WHAT THE EXERCISE ASKS
The full listing below must be printed exactly, word for word.

EXERCISE INPUT
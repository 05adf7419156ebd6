use std::time::Duration;

use anyhow::Context;
use async_trait::async_trait;

use super::{OrchestrationRequest, OrchestrationResult, SoarClient};
use crate::config::OrchestrationProtocol;
use crate::errors::{FailureKind, ProviderError};

/// Plain request/response SOAR REST endpoint.
pub struct ApiSoarClient {
    client: reqwest::Client,
    endpoint: String,
}

impl ApiSoarClient {
    pub fn new(endpoint: &str) -> anyhow::Result<Self> {
        let client = reqwest::Client::builder()
            .user_agent(concat!("alertflow/", env!("CARGO_PKG_VERSION")))
            .build()
            .context("Failed to build HTTP client for SOAR api")?;
        Ok(Self {
            client,
            endpoint: endpoint.trim_end_matches('/').to_string(),
        })
    }
}

#[async_trait]
impl SoarClient for ApiSoarClient {
    fn protocol(&self) -> OrchestrationProtocol {
        OrchestrationProtocol::Api
    }

    async fn orchestrate(
        &self,
        request: &OrchestrationRequest,
        timeout: Duration,
    ) -> Result<OrchestrationResult, ProviderError> {
        let resp = self
            .client
            .post(format!("{}/orchestrations", self.endpoint))
            .timeout(timeout)
            .json(request)
            .send()
            .await
            .map_err(|e| ProviderError::from_reqwest(&e))?;

        let status = resp.status();
        if !status.is_success() {
            let text = resp.text().await.unwrap_or_default();
            return Err(ProviderError::from_status(status.as_u16(), &text));
        }

        resp.json::<OrchestrationResult>().await.map_err(|e| {
            ProviderError::terminal(
                FailureKind::InvalidResponse,
                format!("malformed orchestration result: {e}"),
            )
        })
    }
}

ANSWER SPACE
repository 05adf7419156ebd6
use std::time::Duration;

use anyhow::Context;
use async_trait::async_trait;

use super::{OrchestrationRequest, OrchestrationResult, SoarClient};
use crate::config::OrchestrationProtocol;
use crate::errors::{FailureKind, ProviderError};

/// Plain request/response SOAR REST endpoint.
pub struct ApiSoarClient {
    client: reqwest::Client,
    endpoint: String,
}

impl ApiSoarClient {
    pub fn new(endpoint: &str) -> anyhow::Result<Self> {
        let client = reqwest::Client::builder()
            .user_agent(concat!("alertflow/", env!("CARGO_PKG_VERSION")))
            .build()
            .context("Failed to build HTTP client for SOAR api")?;
        Ok(Self {
            client,
            endpoint: endpoint.trim_end_matches('/').to_string(),
        })
    }
}

#[async_trait]
impl SoarClient for ApiSoarClient {
    fn protocol(&self) -> OrchestrationProtocol {
        OrchestrationProtocol::Api
    }

    async fn orchestrate(
        &self,
        request: &OrchestrationRequest,
        timeout: Duration,
    ) -> Result<OrchestrationResult, ProviderError> {
        let resp = self
            .client
            .post(format!("{}/orchestrations", self.endpoint))
            .timeout(timeout)
            .json(request)
            .send()
            .await
            .map_err(|e| ProviderError::from_reqwest(&e))?;

        let status = resp.status();
        if !status.is_success() {
            let text = resp.text().await.unwrap_or_default();
            return Err(ProviderError::from_status(status.as_u16(), &text));
        }

        resp.json::<OrchestrationResult>().await.map_err(|e| {
            ProviderError::terminal(
                FailureKind::InvalidResponse,
                format!("malformed orchestration result: {e}"),
            )
        })
    }
}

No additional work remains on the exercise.